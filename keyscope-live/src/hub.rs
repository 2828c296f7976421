use bytes::Bytes;
use keyscope_core::Envelope;
use std::collections::HashMap;
use tokio::sync::{mpsc, oneshot};
use tokio::task::JoinHandle;
use tokio_util::sync::CancellationToken;
use tracing::{debug, error, info, trace};

use crate::client::{ClientHandle, ClientId};
use crate::error::{Error, Result};

enum Command {
    Register(ClientHandle),
    Unregister(ClientId),
    Broadcast { frame: Bytes, kind: &'static str },
    ClientCount(oneshot::Sender<usize>),
}

/// Fan-out hub for connected viewers
///
/// The registry lives inside a single actor task; this handle only sends it
/// commands, which are applied in arrival order. Cloning the handle is cheap.
#[derive(Clone)]
pub struct Hub {
    commands: mpsc::Sender<Command>,
}

impl Hub {
    /// Spawn the hub actor. It runs until `shutdown` fires or every handle is
    /// dropped; on exit all outbound queues are closed.
    #[must_use]
    pub fn spawn(command_capacity: usize, shutdown: CancellationToken) -> (Self, JoinHandle<()>) {
        let (tx, rx) = mpsc::channel(command_capacity);
        let actor = HubActor {
            clients: HashMap::new(),
            commands: rx,
        };
        let handle = tokio::spawn(actor.run(shutdown));
        (Self { commands: tx }, handle)
    }

    /// Add a viewer to the registry
    pub async fn register(&self, client: ClientHandle) -> Result<()> {
        self.commands
            .send(Command::Register(client))
            .await
            .map_err(|_| Error::HubClosed)
    }

    /// Remove a viewer; unknown or already removed ids are ignored
    pub async fn unregister(&self, id: &ClientId) {
        if self.commands.send(Command::Unregister(id.clone())).await.is_err() {
            debug!(client_id = %id, "Hub already shut down, nothing to unregister");
        }
    }

    /// Serialize `envelope` once and offer it to every registered viewer
    pub async fn broadcast(&self, envelope: &Envelope) {
        let kind = envelope.kind();
        let frame = match envelope.to_frame() {
            Ok(frame) => frame,
            Err(e) => {
                error!(kind = kind, error = %e, "Failed to encode envelope, dropping it");
                return;
            }
        };

        if self
            .commands
            .send(Command::Broadcast { frame, kind })
            .await
            .is_err()
        {
            debug!(kind = kind, "Hub shut down, broadcast discarded");
        }
    }

    /// Number of registered viewers; 0 once the hub has shut down
    pub async fn client_count(&self) -> usize {
        let (tx, rx) = oneshot::channel();
        if self.commands.send(Command::ClientCount(tx)).await.is_err() {
            return 0;
        }
        rx.await.unwrap_or(0)
    }
}

struct HubActor {
    clients: HashMap<ClientId, ClientHandle>,
    commands: mpsc::Receiver<Command>,
}

impl HubActor {
    async fn run(mut self, shutdown: CancellationToken) {
        info!("Broadcast hub started");

        loop {
            let command = tokio::select! {
                biased;
                () = shutdown.cancelled() => break,
                command = self.commands.recv() => match command {
                    Some(command) => command,
                    None => break,
                },
            };

            match command {
                Command::Register(client) => self.register(client),
                Command::Unregister(id) => self.unregister(&id),
                Command::Broadcast { frame, kind } => self.broadcast(&frame, kind),
                Command::ClientCount(reply) => {
                    let _ = reply.send(self.clients.len());
                }
            }
        }

        // Dropping the handles closes every queue, which ends the drain loops.
        let remaining = self.clients.len();
        self.clients.clear();
        info!(remaining_clients = remaining, "Broadcast hub stopped");
    }

    fn register(&mut self, client: ClientHandle) {
        let id = client.id().clone();
        self.clients.insert(id.clone(), client);
        info!(
            client_id = %id,
            total_clients = self.clients.len(),
            "Viewer registered"
        );
    }

    fn unregister(&mut self, id: &ClientId) {
        if self.clients.remove(id).is_some() {
            info!(
                client_id = %id,
                total_clients = self.clients.len(),
                "Viewer unregistered"
            );
        } else {
            debug!(client_id = %id, "Viewer already unregistered");
        }
    }

    fn broadcast(&mut self, frame: &Bytes, kind: &'static str) {
        let mut delivered = 0usize;
        let mut dropped = 0usize;

        self.clients.retain(|id, client| {
            if client.send(frame.clone()) {
                delivered += 1;
                true
            } else if client.is_closed() {
                debug!(client_id = %id, "Viewer queue closed, removing from registry");
                false
            } else {
                dropped += 1;
                debug!(client_id = %id, kind = kind, "Viewer queue full, message dropped");
                true
            }
        });

        trace!(
            kind = kind,
            delivered = delivered,
            dropped = dropped,
            "Broadcast complete"
        );
    }
}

···

Please count up the lines above that include the string "frame" and respond with the total alone.

* _Response for this exercise_:
7